+++ Task material +++

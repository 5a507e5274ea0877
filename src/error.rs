use thiserror::Error;

/// Failures surfaced to callers of the client.
///
/// Errors are cloneable so one transport failure can be handed to every request
/// waiting on the connection, and so a failed iterator can keep reporting its
/// failure on every later pull.
#[derive(Debug, Error, Clone, PartialEq, Eq)]
pub enum Error {
    #[error("connection closed")]
    ConnectionClosed,

    #[error("timed out waiting for a response; the request is still outstanding")]
    Timeout,

    #[error("protocol violation: {0}")]
    ProtocolViolation(String),

    #[error("invalid configuration: {0}")]
    InvalidConfiguration(String),

    #[error("session closed")]
    SessionClosed,

    #[error("transaction closed")]
    TransactionClosed,

    #[error("server error: {0}")]
    Server(String),

    #[error("failed to connect: {0}")]
    Connect(String),

    #[error("failed to decode answer: {0}")]
    Decode(String),
}

impl Error {
    /// Whether waiting again on the same request may still succeed.
    pub fn is_recoverable(&self) -> bool {
        matches!(self, Error::Timeout)
    }
}

#[cfg(test)]
mod tests {
    use super::*;

    #[test]
    fn only_timeouts_are_recoverable() {
        assert!(Error::Timeout.is_recoverable());
        assert!(!Error::ConnectionClosed.is_recoverable());
        assert!(!Error::ProtocolViolation("x".into()).is_recoverable());
    }

    #[test]
    fn error_messages() {
        assert_eq!(
            Error::InvalidConfiguration("batch size 0".into()).to_string(),
            "invalid configuration: batch size 0"
        );
        assert_eq!(Error::ConnectionClosed.to_string(), "connection closed");
    }
}
use std::sync::{
    Arc,
    atomic::{AtomicBool, Ordering},
};

use log::{debug, info};

use crate::{
    Error, QueryOptions,
    connection::{Connection, Owner},
    protocol::{Request, Response, TransactionKind},
    query::{Answer, ExecuteFuture, PullIterator, Reader, StreamFuture},
};

/// A transaction inside a session. Every query runs on its own lane of the
/// shared connection; closing the transaction fails the ones still running.
#[derive(Debug)]
pub struct Transaction {
    connection: Connection,
    session: u64,
    session_open: Arc<AtomicBool>,
    id: u64,
    kind: TransactionKind,
    open: bool,
}

impl Transaction {
    pub(crate) fn open(
        connection: Connection,
        session: u64,
        session_open: Arc<AtomicBool>,
        kind: TransactionKind,
    ) -> Result<Self, Error> {
        let owner = Owner {
            session: Some(session),
            transaction: None,
        };
        let id = match connection.unary(owner, Request::TransactionOpen { session, kind })? {
            Response::TransactionOpened { transaction } => transaction,
            other => {
                return Err(Error::ProtocolViolation(format!(
                    "expected a transaction id, got {other:?}"
                )));
            }
        };

        debug!("opened {kind:?} transaction {id} in session {session}");
        Ok(Self {
            connection,
            session,
            session_open,
            id,
            kind,
            open: true,
        })
    }

    pub fn id(&self) -> u64 {
        self.id
    }

    pub fn kind(&self) -> TransactionKind {
        self.kind
    }

    pub fn is_open(&self) -> bool {
        self.ensure_open().is_ok()
    }

    /// Runs a query and collects every answer.
    pub fn execute<T: Answer + 'static>(
        &self,
        query: impl Into<Vec<u8>>,
        options: QueryOptions,
    ) -> Result<ExecuteFuture<T>, Error> {
        self.execute_with(query, options, T::read)
    }

    pub fn execute_with<T, F>(
        &self,
        query: impl Into<Vec<u8>>,
        options: QueryOptions,
        reader: F,
    ) -> Result<ExecuteFuture<T>, Error>
    where
        F: FnMut(Vec<u8>) -> Result<T, Error> + Send + 'static,
    {
        let iterator = self.iterate(query.into(), options, Box::new(reader))?;
        Ok(ExecuteFuture::new(iterator))
    }

    /// Runs a query whose answers are pulled lazily.
    pub fn stream<T: Answer + 'static>(
        &self,
        query: impl Into<Vec<u8>>,
        options: QueryOptions,
    ) -> Result<StreamFuture<T>, Error> {
        self.stream_with(query, options, T::read)
    }

    pub fn stream_with<T, F>(
        &self,
        query: impl Into<Vec<u8>>,
        options: QueryOptions,
        reader: F,
    ) -> Result<StreamFuture<T>, Error>
    where
        F: FnMut(Vec<u8>) -> Result<T, Error> + Send + 'static,
    {
        let iterator = self.iterate(query.into(), options, Box::new(reader))?;
        Ok(StreamFuture::new(iterator))
    }

    fn iterate<T>(
        &self,
        query: Vec<u8>,
        options: QueryOptions,
        reader: Reader<T>,
    ) -> Result<PullIterator<T>, Error> {
        options.validate()?;
        self.ensure_open()?;

        PullIterator::open(
            self.connection.clone(),
            self.owner(),
            self.id,
            query,
            options.into(),
            reader,
        )
    }

    /// Commits and closes the transaction.
    pub fn commit(&mut self) -> Result<(), Error> {
        self.ensure_open()?;

        let response = self.connection.unary(
            self.owner(),
            Request::TransactionCommit {
                transaction: self.id,
            },
        );
        self.finish();
        expect_ok(response?)?;

        info!("transaction {} committed", self.id);
        Ok(())
    }

    /// Discards uncommitted writes; the transaction stays open.
    pub fn rollback(&mut self) -> Result<(), Error> {
        self.ensure_open()?;

        let response = self.connection.unary(
            self.owner(),
            Request::TransactionRollback {
                transaction: self.id,
            },
        )?;
        expect_ok(response)?;

        debug!("transaction {} rolled back", self.id);
        Ok(())
    }

    /// Closes the transaction and waits for the server to acknowledge it;
    /// safe to call more than once.
    pub fn close(&mut self) -> Result<(), Error> {
        self.shut(true)
    }

    fn shut(&mut self, wait: bool) -> Result<(), Error> {
        if !self.open {
            return Ok(());
        }
        self.finish();

        if !self.session_open.load(Ordering::Acquire) || !self.connection.is_open() {
            return Ok(());
        }
        let owner = Owner {
            session: Some(self.session),
            transaction: None,
        };
        let request = Request::TransactionClose {
            transaction: self.id,
        };
        if !wait {
            return self.connection.post(owner, request);
        }
        match self.connection.unary(owner, request) {
            Ok(response) => expect_ok(response),
            Err(Error::ConnectionClosed) => Ok(()),
            Err(e) => Err(e),
        }
    }

    fn finish(&mut self) {
        self.open = false;
        self.connection
            .fail_transaction(self.id, Error::TransactionClosed);
    }

    fn owner(&self) -> Owner {
        Owner {
            session: Some(self.session),
            transaction: Some(self.id),
        }
    }

    fn ensure_open(&self) -> Result<(), Error> {
        if !self.connection.is_open() {
            Err(Error::ConnectionClosed)
        } else if !self.session_open.load(Ordering::Acquire) {
            Err(Error::SessionClosed)
        } else if !self.open {
            Err(Error::TransactionClosed)
        } else {
            Ok(())
        }
    }
}

impl Drop for Transaction {
    fn drop(&mut self) {
        if let Err(e) = self.shut(false) {
            debug!("failed to close transaction {}: {e}", self.id);
        }
    }
}

fn expect_ok(response: Response) -> Result<(), Error> {
    match response {
        Response::Ok => Ok(()),
        other => Err(Error::ProtocolViolation(format!(
            "expected an acknowledgement, got {other:?}"
        ))),
    }
}
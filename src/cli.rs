//! CLI utilities for sluice.
//!
//! The utilities present in this module back the interactive `sluice_cli` client: a prompt that
//! reads one line at a time and turns it into a [`Command`].
//!
//! # Overview
//! - `.exit`: close the client and terminate.
//! - `.commit` / `.rollback`: finish or reset the current transaction.
//! - `.batch <n|all>`: change the batch size used by the following queries.
//! - anything else: sent to the server as a query.
//!
//! # Example
//! ```rust
//! use sluice::{BatchSize, Command};
//!
//! let cmd: Command = ".batch 10".try_into().unwrap();
//! assert_eq!(cmd, Command::Batch(BatchSize::Number(10)));
//! ```
use std::io::{BufRead, Write};

use thiserror::Error;

use crate::BatchSize;

#[derive(Debug, Error, Clone, PartialEq, Eq)]
pub enum CommandError {
    #[error("unrecognized command '{0}'")]
    UnrecognizedCommand(String),

    #[error("invalid '{command}' command, {reason}")]
    InvalidCommandArguments { command: String, reason: String },

    #[error("no command provided")]
    Empty,

    #[error("input closed")]
    Closed,

    #[error("prompt io error: {0}")]
    Io(String),
}

/// Possible commands from a user.
#[derive(Clone, Debug, PartialEq, Eq)]
pub enum Command {
    /// Exit command `.exit`
    Exit,
    /// Commit the open transaction `.commit`
    Commit,
    /// Roll back the open transaction `.rollback`
    Rollback,
    /// Change the batch size of later queries `.batch 10` / `.batch all`
    Batch(BatchSize),
    /// Query text sent as-is to the server
    Query(String),
}

impl TryInto<Command> for &str {
    type Error = CommandError;

    fn try_into(self) -> Result<Command, Self::Error> {
        match self.trim() {
            "" => Err(CommandError::Empty),
            ".exit" => Ok(Command::Exit),
            ".commit" => Ok(Command::Commit),
            ".rollback" => Ok(Command::Rollback),
            s if s.starts_with(".batch") => match s.split_whitespace().nth(1) {
                None => Err(CommandError::InvalidCommandArguments {
                    command: ".batch".to_string(),
                    reason: "requires a batch size or 'all'. Example: .batch 10".to_string(),
                }),
                Some(arg) => parse_batch_size(arg).map(Command::Batch),
            },
            s if s.starts_with('.') => Err(CommandError::UnrecognizedCommand(s.to_string())),
            s => Ok(Command::Query(s.to_string())),
        }
    }
}

/// Parses a batch size argument: a positive integer or `all`.
pub fn parse_batch_size(arg: &str) -> Result<BatchSize, CommandError> {
    match arg {
        "all" => Ok(BatchSize::All),
        n => match n.parse::<u32>() {
            Ok(n) if n > 0 => Ok(BatchSize::Number(n)),
            _ => Err(CommandError::InvalidCommandArguments {
                command: ".batch".to_string(),
                reason: "batch size should be a positive integer or 'all'.".to_string(),
            }),
        },
    }
}

/// Prompt user for a valid command.
pub fn prompt<R, W>(mut reader: R, mut writer: W) -> Result<Command, CommandError>
where
    R: BufRead,
    W: Write,
{
    let mut s = String::default();
    write!(&mut writer, "> ").map_err(|e| CommandError::Io(e.to_string()))?;
    writer.flush().map_err(|e| CommandError::Io(e.to_string()))?;

    let read = reader
        .read_line(&mut s)
        .map_err(|e| CommandError::Io(e.to_string()))?;
    if read == 0 {
        return Err(CommandError::Closed);
    }

    s.as_str().try_into()
}
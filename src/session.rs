use std::sync::{
    Arc,
    atomic::{AtomicBool, Ordering},
};

use log::{debug, info};

use crate::{
    Error, Transaction,
    connection::{Connection, Owner},
    protocol::{Request, Response, SessionKind, TransactionKind},
};

type Callback = Box<dyn FnOnce() + Send>;

/// A session against one database.
pub struct Session {
    connection: Connection,
    id: u64,
    database: String,
    kind: SessionKind,
    open: Arc<AtomicBool>,
    on_close: Vec<Callback>,
}

impl Session {
    pub(crate) fn open(connection: Connection, database: &str, kind: SessionKind) -> Result<Self, Error> {
        let request = Request::SessionOpen {
            database: database.to_string(),
            kind,
        };
        let id = match connection.unary(Owner::default(), request)? {
            Response::SessionOpened { session } => session,
            other => {
                return Err(Error::ProtocolViolation(format!(
                    "expected a session id, got {other:?}"
                )));
            }
        };

        info!("opened {kind:?} session {id} on '{database}'");
        Ok(Self {
            connection,
            id,
            database: database.to_string(),
            kind,
            open: Arc::new(AtomicBool::new(true)),
            on_close: Vec::new(),
        })
    }

    pub fn id(&self) -> u64 {
        self.id
    }

    pub fn database_name(&self) -> &str {
        &self.database
    }

    pub fn kind(&self) -> SessionKind {
        self.kind
    }

    pub fn is_open(&self) -> bool {
        self.open.load(Ordering::Acquire) && self.connection.is_open()
    }

    pub fn transaction(&self, kind: TransactionKind) -> Result<Transaction, Error> {
        if !self.connection.is_open() {
            return Err(Error::ConnectionClosed);
        }
        if !self.open.load(Ordering::Acquire) {
            return Err(Error::SessionClosed);
        }

        Transaction::open(self.connection.clone(), self.id, Arc::clone(&self.open), kind)
    }

    /// Registers a callback run once when the session closes.
    pub fn on_close<F>(&mut self, callback: F)
    where
        F: FnOnce() + Send + 'static,
    {
        self.on_close.push(Box::new(callback));
    }

    /// Closes the session, failing whatever its transactions still have in
    /// flight, and waits for the server to acknowledge it. Safe to call more
    /// than once.
    pub fn close(&mut self) -> Result<(), Error> {
        self.shut(true)
    }

    fn shut(&mut self, wait: bool) -> Result<(), Error> {
        if !self.open.swap(false, Ordering::AcqRel) {
            return Ok(());
        }

        self.connection.fail_session(self.id, Error::SessionClosed);
        for callback in self.on_close.drain(..) {
            callback();
        }

        if !self.connection.is_open() {
            return Ok(());
        }
        let request = Request::SessionClose { session: self.id };
        if !wait {
            return self.connection.post(Owner::default(), request);
        }
        match self.connection.unary(Owner::default(), request) {
            Ok(Response::Ok) | Err(Error::ConnectionClosed) => {
                debug!("session {} closed", self.id);
                Ok(())
            }
            Ok(other) => Err(Error::ProtocolViolation(format!(
                "expected an acknowledgement, got {other:?}"
            ))),
            Err(e) => Err(e),
        }
    }
}

impl std::fmt::Debug for Session {
    fn fmt(&self, f: &mut std::fmt::Formatter<'_>) -> std::fmt::Result {
        f.debug_struct("Session")
            .field("id", &self.id)
            .field("database", &self.database)
            .field("kind", &self.kind)
            .field("open", &self.open)
            .finish()
    }
}

impl Drop for Session {
    fn drop(&mut self) {
        if let Err(e) = self.shut(false) {
            debug!("failed to close session {}: {e}", self.id);
        }
    }
}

+++

» Instructions for the task
Within the entries above, report how many lines contain the word "ProtocolViolation"; the figure is all that is wanted.

» Answer space
6